DIRECTIONS FOR THIS TASK –
Every entry below should be written out again exactly.

Saved entries
+++
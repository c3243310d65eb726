//! Logging setup shared by the binaries.

/// Initialize process-wide logging.
///
/// Safe to call multiple times; subsequent calls are no-ops.
pub fn init() {
    tracing::init();
}

/// Subscriber configuration (filters, output format).
pub mod tracing;
pub mod category;
pub mod group;
pub mod item;
pub mod request;
pub mod result;

pub use category::*;
pub use group::*;
pub use item::*;
pub use request::*;
pub use result::*;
+++
RESULT OF THIS TASK –
repository c3243310d65eb726
//! Logging setup shared by the binaries.

/// Initialize process-wide logging.
///
/// Safe to call multiple times; subsequent calls are no-ops.
pub fn init() {
    tracing::init();
}

/// Subscriber configuration (filters, output format).
pub mod tracing;
pub mod category;
pub mod group;
pub mod item;
pub mod request;
pub mod result;

pub use category::*;
pub use group::*;
pub use item::*;
pub use request::*;
pub use result::*;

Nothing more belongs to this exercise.